> **TASK OBJECTIVE**
Below are the records; retype each one exactly.
═════ THE INPUT
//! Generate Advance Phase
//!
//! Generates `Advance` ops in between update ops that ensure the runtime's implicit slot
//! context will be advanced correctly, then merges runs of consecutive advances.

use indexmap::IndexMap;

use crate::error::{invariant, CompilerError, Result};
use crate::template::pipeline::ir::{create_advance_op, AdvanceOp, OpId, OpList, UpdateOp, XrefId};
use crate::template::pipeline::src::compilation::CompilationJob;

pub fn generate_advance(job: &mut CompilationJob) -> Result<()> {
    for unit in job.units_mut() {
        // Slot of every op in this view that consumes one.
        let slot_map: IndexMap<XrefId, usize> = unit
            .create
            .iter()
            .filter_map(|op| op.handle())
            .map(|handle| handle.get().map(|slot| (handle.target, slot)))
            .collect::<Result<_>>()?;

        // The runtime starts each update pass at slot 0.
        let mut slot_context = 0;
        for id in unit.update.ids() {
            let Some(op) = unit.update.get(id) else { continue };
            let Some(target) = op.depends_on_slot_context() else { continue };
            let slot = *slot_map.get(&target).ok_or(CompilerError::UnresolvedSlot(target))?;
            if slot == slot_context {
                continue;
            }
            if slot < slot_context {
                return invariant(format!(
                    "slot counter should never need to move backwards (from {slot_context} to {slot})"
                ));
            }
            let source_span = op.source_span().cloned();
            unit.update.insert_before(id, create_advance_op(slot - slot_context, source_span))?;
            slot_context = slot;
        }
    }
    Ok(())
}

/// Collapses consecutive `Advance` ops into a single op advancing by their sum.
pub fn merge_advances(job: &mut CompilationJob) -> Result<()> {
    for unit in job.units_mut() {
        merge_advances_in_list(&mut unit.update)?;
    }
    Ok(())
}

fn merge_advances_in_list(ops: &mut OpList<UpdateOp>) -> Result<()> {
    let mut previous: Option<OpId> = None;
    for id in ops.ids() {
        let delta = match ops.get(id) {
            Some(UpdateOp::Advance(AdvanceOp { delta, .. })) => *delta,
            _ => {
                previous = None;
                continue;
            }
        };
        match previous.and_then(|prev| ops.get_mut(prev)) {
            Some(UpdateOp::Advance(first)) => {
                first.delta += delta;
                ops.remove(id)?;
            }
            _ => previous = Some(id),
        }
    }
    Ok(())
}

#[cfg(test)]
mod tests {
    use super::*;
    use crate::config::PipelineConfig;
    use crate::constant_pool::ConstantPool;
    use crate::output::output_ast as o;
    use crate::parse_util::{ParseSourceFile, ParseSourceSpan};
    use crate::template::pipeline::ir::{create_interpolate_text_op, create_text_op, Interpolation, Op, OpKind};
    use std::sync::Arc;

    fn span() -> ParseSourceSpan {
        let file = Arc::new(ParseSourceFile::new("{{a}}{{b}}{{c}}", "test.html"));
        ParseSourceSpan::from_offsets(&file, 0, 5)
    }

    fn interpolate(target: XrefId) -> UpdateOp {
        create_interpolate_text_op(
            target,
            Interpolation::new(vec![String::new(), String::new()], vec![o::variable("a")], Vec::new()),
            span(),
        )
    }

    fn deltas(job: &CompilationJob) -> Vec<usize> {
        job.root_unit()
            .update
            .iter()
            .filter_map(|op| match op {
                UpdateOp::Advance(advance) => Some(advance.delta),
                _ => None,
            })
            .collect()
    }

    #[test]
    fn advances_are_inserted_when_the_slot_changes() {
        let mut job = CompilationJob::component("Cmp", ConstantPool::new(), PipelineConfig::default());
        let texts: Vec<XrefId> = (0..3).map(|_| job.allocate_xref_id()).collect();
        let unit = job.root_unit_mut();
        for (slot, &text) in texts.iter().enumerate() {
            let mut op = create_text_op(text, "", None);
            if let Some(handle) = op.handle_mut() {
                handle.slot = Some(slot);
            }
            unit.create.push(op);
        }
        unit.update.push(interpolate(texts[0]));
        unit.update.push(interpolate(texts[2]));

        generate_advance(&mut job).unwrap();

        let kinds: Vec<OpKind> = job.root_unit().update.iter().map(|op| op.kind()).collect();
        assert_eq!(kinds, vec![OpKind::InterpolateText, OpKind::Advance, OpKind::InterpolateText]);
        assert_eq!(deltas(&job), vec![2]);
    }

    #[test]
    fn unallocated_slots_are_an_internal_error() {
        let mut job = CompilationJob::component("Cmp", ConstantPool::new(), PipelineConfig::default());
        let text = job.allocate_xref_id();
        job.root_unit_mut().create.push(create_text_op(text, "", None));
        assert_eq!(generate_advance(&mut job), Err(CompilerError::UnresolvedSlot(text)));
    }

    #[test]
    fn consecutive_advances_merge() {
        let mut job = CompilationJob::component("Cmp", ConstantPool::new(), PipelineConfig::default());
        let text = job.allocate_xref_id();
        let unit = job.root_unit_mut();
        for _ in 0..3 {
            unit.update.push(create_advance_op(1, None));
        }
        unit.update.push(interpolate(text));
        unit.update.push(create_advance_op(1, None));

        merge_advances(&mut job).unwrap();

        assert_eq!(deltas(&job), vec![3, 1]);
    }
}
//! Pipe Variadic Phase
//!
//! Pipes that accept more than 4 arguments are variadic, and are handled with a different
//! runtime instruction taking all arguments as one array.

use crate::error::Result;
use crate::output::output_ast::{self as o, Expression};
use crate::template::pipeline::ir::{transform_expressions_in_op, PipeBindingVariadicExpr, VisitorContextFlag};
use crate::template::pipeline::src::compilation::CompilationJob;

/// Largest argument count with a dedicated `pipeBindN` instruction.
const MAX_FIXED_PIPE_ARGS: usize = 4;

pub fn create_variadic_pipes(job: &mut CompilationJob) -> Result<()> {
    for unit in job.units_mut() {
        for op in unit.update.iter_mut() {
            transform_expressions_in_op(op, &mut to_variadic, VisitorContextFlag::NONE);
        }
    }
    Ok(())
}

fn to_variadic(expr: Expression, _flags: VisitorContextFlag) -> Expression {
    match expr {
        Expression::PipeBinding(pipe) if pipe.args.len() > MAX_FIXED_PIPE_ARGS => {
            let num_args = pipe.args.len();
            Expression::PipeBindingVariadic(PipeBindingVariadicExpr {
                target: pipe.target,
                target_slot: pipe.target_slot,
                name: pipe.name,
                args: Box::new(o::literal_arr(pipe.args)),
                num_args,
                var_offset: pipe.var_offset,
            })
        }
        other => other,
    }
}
══════════
> **RESULT FOR THIS TASK**
//! Generate Advance Phase
//!
//! Generates `Advance` ops in between update ops that ensure the runtime's implicit slot
//! context will be advanced correctly, then merges runs of consecutive advances.

use indexmap::IndexMap;

use crate::error::{invariant, CompilerError, Result};
use crate::template::pipeline::ir::{create_advance_op, AdvanceOp, OpId, OpList, UpdateOp, XrefId};
use crate::template::pipeline::src::compilation::CompilationJob;

pub fn generate_advance(job: &mut CompilationJob) -> Result<()> {
    for unit in job.units_mut() {
        // Slot of every op in this view that consumes one.
        let slot_map: IndexMap<XrefId, usize> = unit
            .create
            .iter()
            .filter_map(|op| op.handle())
            .map(|handle| handle.get().map(|slot| (handle.target, slot)))
            .collect::<Result<_>>()?;

        // The runtime starts each update pass at slot 0.
        let mut slot_context = 0;
        for id in unit.update.ids() {
            let Some(op) = unit.update.get(id) else { continue };
            let Some(target) = op.depends_on_slot_context() else { continue };
            let slot = *slot_map.get(&target).ok_or(CompilerError::UnresolvedSlot(target))?;
            if slot == slot_context {
                continue;
            }
            if slot < slot_context {
                return invariant(format!(
                    "slot counter should never need to move backwards (from {slot_context} to {slot})"
                ));
            }
            let source_span = op.source_span().cloned();
            unit.update.insert_before(id, create_advance_op(slot - slot_context, source_span))?;
            slot_context = slot;
        }
    }
    Ok(())
}

/// Collapses consecutive `Advance` ops into a single op advancing by their sum.
pub fn merge_advances(job: &mut CompilationJob) -> Result<()> {
    for unit in job.units_mut() {
        merge_advances_in_list(&mut unit.update)?;
    }
    Ok(())
}

fn merge_advances_in_list(ops: &mut OpList<UpdateOp>) -> Result<()> {
    let mut previous: Option<OpId> = None;
    for id in ops.ids() {
        let delta = match ops.get(id) {
            Some(UpdateOp::Advance(AdvanceOp { delta, .. })) => *delta,
            _ => {
                previous = None;
                continue;
            }
        };
        match previous.and_then(|prev| ops.get_mut(prev)) {
            Some(UpdateOp::Advance(first)) => {
                first.delta += delta;
                ops.remove(id)?;
            }
            _ => previous = Some(id),
        }
    }
    Ok(())
}

#[cfg(test)]
mod tests {
    use super::*;
    use crate::config::PipelineConfig;
    use crate::constant_pool::ConstantPool;
    use crate::output::output_ast as o;
    use crate::parse_util::{ParseSourceFile, ParseSourceSpan};
    use crate::template::pipeline::ir::{create_interpolate_text_op, create_text_op, Interpolation, Op, OpKind};
    use std::sync::Arc;

    fn span() -> ParseSourceSpan {
        let file = Arc::new(ParseSourceFile::new("{{a}}{{b}}{{c}}", "test.html"));
        ParseSourceSpan::from_offsets(&file, 0, 5)
    }

    fn interpolate(target: XrefId) -> UpdateOp {
        create_interpolate_text_op(
            target,
            Interpolation::new(vec![String::new(), String::new()], vec![o::variable("a")], Vec::new()),
            span(),
        )
    }

    fn deltas(job: &CompilationJob) -> Vec<usize> {
        job.root_unit()
            .update
            .iter()
            .filter_map(|op| match op {
                UpdateOp::Advance(advance) => Some(advance.delta),
                _ => None,
            })
            .collect()
    }

    #[test]
    fn advances_are_inserted_when_the_slot_changes() {
        let mut job = CompilationJob::component("Cmp", ConstantPool::new(), PipelineConfig::default());
        let texts: Vec<XrefId> = (0..3).map(|_| job.allocate_xref_id()).collect();
        let unit = job.root_unit_mut();
        for (slot, &text) in texts.iter().enumerate() {
            let mut op = create_text_op(text, "", None);
            if let Some(handle) = op.handle_mut() {
                handle.slot = Some(slot);
            }
            unit.create.push(op);
        }
        unit.update.push(interpolate(texts[0]));
        unit.update.push(interpolate(texts[2]));

        generate_advance(&mut job).unwrap();

        let kinds: Vec<OpKind> = job.root_unit().update.iter().map(|op| op.kind()).collect();
        assert_eq!(kinds, vec![OpKind::InterpolateText, OpKind::Advance, OpKind::InterpolateText]);
        assert_eq!(deltas(&job), vec![2]);
    }

    #[test]
    fn unallocated_slots_are_an_internal_error() {
        let mut job = CompilationJob::component("Cmp", ConstantPool::new(), PipelineConfig::default());
        let text = job.allocate_xref_id();
        job.root_unit_mut().create.push(create_text_op(text, "", None));
        assert_eq!(generate_advance(&mut job), Err(CompilerError::UnresolvedSlot(text)));
    }

    #[test]
    fn consecutive_advances_merge() {
        let mut job = CompilationJob::component("Cmp", ConstantPool::new(), PipelineConfig::default());
        let text = job.allocate_xref_id();
        let unit = job.root_unit_mut();
        for _ in 0..3 {
            unit.update.push(create_advance_op(1, None));
        }
        unit.update.push(interpolate(text));
        unit.update.push(create_advance_op(1, None));

        merge_advances(&mut job).unwrap();

        assert_eq!(deltas(&job), vec![3, 1]);
    }
}
//! Pipe Variadic Phase
//!
//! Pipes that accept more than 4 arguments are variadic, and are handled with a different
//! runtime instruction taking all arguments as one array.

use crate::error::Result;
use crate::output::output_ast::{self as o, Expression};
use crate::template::pipeline::ir::{transform_expressions_in_op, PipeBindingVariadicExpr, VisitorContextFlag};
use crate::template::pipeline::src::compilation::CompilationJob;

/// Largest argument count with a dedicated `pipeBindN` instruction.
const MAX_FIXED_PIPE_ARGS: usize = 4;

pub fn create_variadic_pipes(job: &mut CompilationJob) -> Result<()> {
    for unit in job.units_mut() {
        for op in unit.update.iter_mut() {
            transform_expressions_in_op(op, &mut to_variadic, VisitorContextFlag::NONE);
        }
    }
    Ok(())
}

fn to_variadic(expr: Expression, _flags: VisitorContextFlag) -> Expression {
    match expr {
        Expression::PipeBinding(pipe) if pipe.args.len() > MAX_FIXED_PIPE_ARGS => {
            let num_args = pipe.args.len();
            Expression::PipeBindingVariadic(PipeBindingVariadicExpr {
                target: pipe.target,
                target_slot: pipe.target_slot,
                name: pipe.name,
                args: Box::new(o::literal_arr(pipe.args)),
                num_args,
                var_offset: pipe.var_offset,
            })
        }
        other => other,
    }
}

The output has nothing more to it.